Task prompt: Starting at the line containing "ctx.backend.send_only(&ctx.channel, &message);" and ending at the line containing "failed - internal", print every line of the material below exactly, both ends included, and stop there.

Records:
//! Dispatch task: one request-to-response cycle.
//!
//! A task is configured by the gateway, moved onto a worker coroutine, executed, and handed
//! back to its [`TaskPool`](super::TaskPool). Because the task is moved rather than shared,
//! exactly one execution path owns its connection handle and message at any time.

use super::stats::GatewayStats;
use crate::backend::BackendTransmitter;
use crate::ids::DispatchId;
use crate::message::{InboundMessage, OutboundMessage, StateCode};
use crate::recorder::{ResponseTimeMark, ResponseTimeRecorder};
use crate::transport::ConnectionRef;
use serde::Serialize;
use std::panic::{self, AssertUnwindSafe};
use std::sync::Arc;
use std::time::{Duration, Instant};
use tracing::{debug, error, warn};

/// Whether the caller waits for a reply
#[derive(Debug, Clone, Copy, PartialEq, Eq, Hash, Serialize)]
pub enum DispatchMode {
    /// Call the backend and send exactly one reply
    Synchronous,
    /// Forward to the backend and never reply
    FireAndForget,
}

#[derive(Debug, Clone, Copy, PartialEq, Eq)]
pub enum TaskState {
    /// In the pool, holding nothing
    Idle,
    /// Acquired by a gateway and owned by one execution path
    Running,
}

/// What happened to a request once its task ran
#[derive(Debug, Clone, Copy, PartialEq, Eq)]
pub enum DispatchOutcome {
    /// The backend reply was delivered to the client
    Replied(StateCode),
    /// The backend gave no result and a Gateway Error Response was delivered
    GatewayError,
    /// Fire-and-forget message handed to the backend
    Forwarded,
    /// A reply was built but the connection was gone or refused it
    Undeliverable,
    /// A failure was caught at the task boundary
    Faulted,
    /// The task held no message
    Empty,
}

/// Everything a task needs from its gateway while it runs
pub struct TaskContext {
    pub channel: Arc<str>,
    pub backend: Arc<dyn BackendTransmitter>,
    pub recorder: Arc<ResponseTimeRecorder>,
    pub call_deadline: Duration,
    pub stats: Arc<GatewayStats>,
}

/// Reusable unit executing one request-to-response cycle
#[derive(Debug)]
pub struct DispatchTask {
    serial: u64,
    state: TaskState,
    dispatch_id: Option<DispatchId>,
    connection: Option<ConnectionRef>,
    message: Option<InboundMessage>,
    mode: DispatchMode,
    mark: Option<ResponseTimeMark>,
}

impl DispatchTask {
    pub(crate) fn new(serial: u64) -> Self {
        Self {
            serial,
            state: TaskState::Idle,
            dispatch_id: None,
            connection: None,
            message: None,
            mode: DispatchMode::Synchronous,
            mark: None,
        }
    }

    /// Pool-unique allocation number; a reused task keeps its serial
    #[must_use]
    pub fn serial(&self) -> u64 {
        self.serial
    }

    #[must_use]
    pub fn state(&self) -> TaskState {
        self.state
    }

    #[must_use]
    pub fn mode(&self) -> DispatchMode {
        self.mode
    }

    #[must_use]
    pub fn message(&self) -> Option<&InboundMessage> {
        self.message.as_ref()
    }

    #[must_use]
    pub fn connection(&self) -> Option<&ConnectionRef> {
        self.connection.as_ref()
    }

    #[must_use]
    pub fn dispatch_id(&self) -> Option<DispatchId> {
        self.dispatch_id
    }

    /// When the request's response-time mark was taken
    #[must_use]
    pub fn started(&self) -> Option<Instant> {
        self.mark.as_ref().map(ResponseTimeMark::started)
    }

    /// Load one request into the task and return its dispatch id
    pub fn configure(
        &mut self,
        connection: ConnectionRef,
        message: InboundMessage,
        mode: DispatchMode,
        mark: ResponseTimeMark,
    ) -> DispatchId {
        let id = DispatchId::new();
        self.dispatch_id = Some(id);
        self.connection = Some(connection);
        self.message = Some(message);
        self.mode = mode;
        self.mark = Some(mark);
        id
    }

    pub(crate) fn begin(&mut self) {
        self.state = TaskState::Running;
    }

    /// Drop everything the task holds and mark it idle
    pub(crate) fn reset(&mut self) {
        self.state = TaskState::Idle;
        self.dispatch_id = None;
        self.connection = None;
        self.message = None;
        self.mode = DispatchMode::Synchronous;
        self.mark = None;
    }

    /// Run the request-to-response cycle.
    ///
    /// Never panics: failures are caught here, logged and counted. The response time is
    /// recorded whatever the outcome. The caller releases the task afterwards.
    pub fn execute(&mut self, ctx: &TaskContext) -> DispatchOutcome {
        let Some(message) = self.message.take() else {
            warn!(
                channel = %ctx.channel,
                serial = self.serial,
                "Dispatch task executed without a message"
            );
            return DispatchOutcome::Empty;
        };
        let connection = self.connection.take();
        let mark = self.mark.take();
        let dispatch_id = self.dispatch_id.unwrap_or_default();
        let mode = self.mode;

        debug!(
            dispatch_id = %dispatch_id,
            channel = %ctx.channel,
            action = %message.action_name(),
            correlation_id = message.correlation_id(),
            mode = ?mode,
            serial = self.serial,
            "Dispatch task start"
        );

        let result = panic::catch_unwind(AssertUnwindSafe(|| match mode {
            DispatchMode::FireAndForget => {
                ctx.backend.send_only(&ctx.channel, &message);
                ctx.stats.record_forwarded();
                DispatchOutcome::Forwarded
            }
            DispatchMode::Synchronous => call(ctx, &message, connection.as_ref(), dispatch_id),
        }));

        let outcome = match result {
            Ok(outcome) => outcome,
            Err(panic) => {
                ctx.stats.record_internal_fault();
                error!(
                    dispatch_id = %dispatch_id,
                    channel = %ctx.channel,
                    action = %message.action_name(),
                    correlation_id = message.correlation_id(),
                    panic_message = ?panic,
                    "Dispatch task failed - internal fault"
                );
                DispatchOutcome::Faulted
            }
        };

        if let Some(mark) = mark {
            let elapsed = ctx.recorder.complete(mark);
            debug!(
                dispatch_id = %dispatch_id,
                channel = %ctx.channel,
                action = %message.action_name(),
                latency_us = u64::try_from(elapsed.as_micros()).unwrap_or(u64::MAX),
                outcome = ?outcome,
                "Dispatch task complete"
            );
        }

        outcome
    }
}

fn call(
    ctx: &TaskContext,
    message: &InboundMessage,
    connection: Option<&ConnectionRef>,
    dispatch_id: DispatchId,
) -> DispatchOutcome {
    let call_started = Instant::now();
    let backend_reply = panic::catch_unwind(AssertUnwindSafe(|| {
        ctx.backend
            .call_and_wait(&ctx.channel, message, ctx.call_deadline)
    }))
    .unwrap_or_else(|panic| {
        error!(
            dispatch_id = %dispatch_id,
            channel = %ctx.channel,
            action = %message.action_name(),
            panic_message = ?panic,
            "Backend transmitter panicked"
        );
        None
    });

    let call_elapsed = call_started.elapsed();
    if call_elapsed > ctx.call_deadline {
        warn!(
            dispatch_id = %dispatch_id,
            channel = %ctx.channel,
            action = %message.action_name(),
            elapsed_ms = u64::try_from(call_elapsed.as_millis()).unwrap_or(u64::MAX),
            deadline_ms = u64::try_from(ctx.call_deadline.as_millis()).unwrap_or(u64::MAX),
            "Backend transmitter overran the call deadline"
        );
    }

    let (reply, gateway_error) = match backend_reply {
        Some(reply) => (reply.answering(message), false),
        None => {
            ctx.stats.record_gateway_error();
            warn!(
                dispatch_id = %dispatch_id,
                channel = %ctx.channel,
                action = %message.action_name(),
                correlation_id = message.correlation_id(),
                deadline_ms = u64::try_from(ctx.call_deadline.as_millis()).unwrap_or(u64::MAX),
                "Backend gave no result - sending gateway error"
            );
            let reason = format!(
                "channel '{}' did not answer '{}' within {} ms",
                ctx.channel,
                message.action_name(),
                ctx.call_deadline.as_millis()
            );
            (OutboundMessage::gateway_error(message, reason), true)
        }
    };

    let state = reply.state;
    let Some(conn) = connection.and_then(|c| c.upgrade()) else {
        ctx.stats.record_undeliverable();
        debug!(
            dispatch_id = %dispatch_id,
            channel = %ctx.channel,
            correlation_id = message.correlation_id(),
            "Client connection gone - dropping reply"
        );
        return DispatchOutcome::Undeliverable;
    };

    match conn.send(reply) {
        Ok(()) => {
            ctx.stats.record_reply();
            if gateway_error {
                DispatchOutcome::GatewayError
            } else {
                DispatchOutcome::Replied(state)
            }
        }
        Err(e) => {
            ctx.stats.record_undeliverable();
            warn!(
                dispatch_id = %dispatch_id,
                channel = %ctx.channel,
                connection_id = conn.id(),
                correlation_id = message.correlation_id(),
                error = %e,
                "Failed to send reply"
            );
            DispatchOutcome::Undeliverable
        }
    }
}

Exercise result:
                ctx.backend.send_only(&ctx.channel, &message);
                ctx.stats.record_forwarded();
                DispatchOutcome::Forwarded
            }
            DispatchMode::Synchronous => call(ctx, &message, connection.as_ref(), dispatch_id),
        }));

        let outcome = match result {
            Ok(outcome) => outcome,
            Err(panic) => {
                ctx.stats.record_internal_fault();
                error!(
                    dispatch_id = %dispatch_id,
                    channel = %ctx.channel,
                    action = %message.action_name(),
                    correlation_id = message.correlation_id(),
                    panic_message = ?panic,
                    "Dispatch task failed - internal fault"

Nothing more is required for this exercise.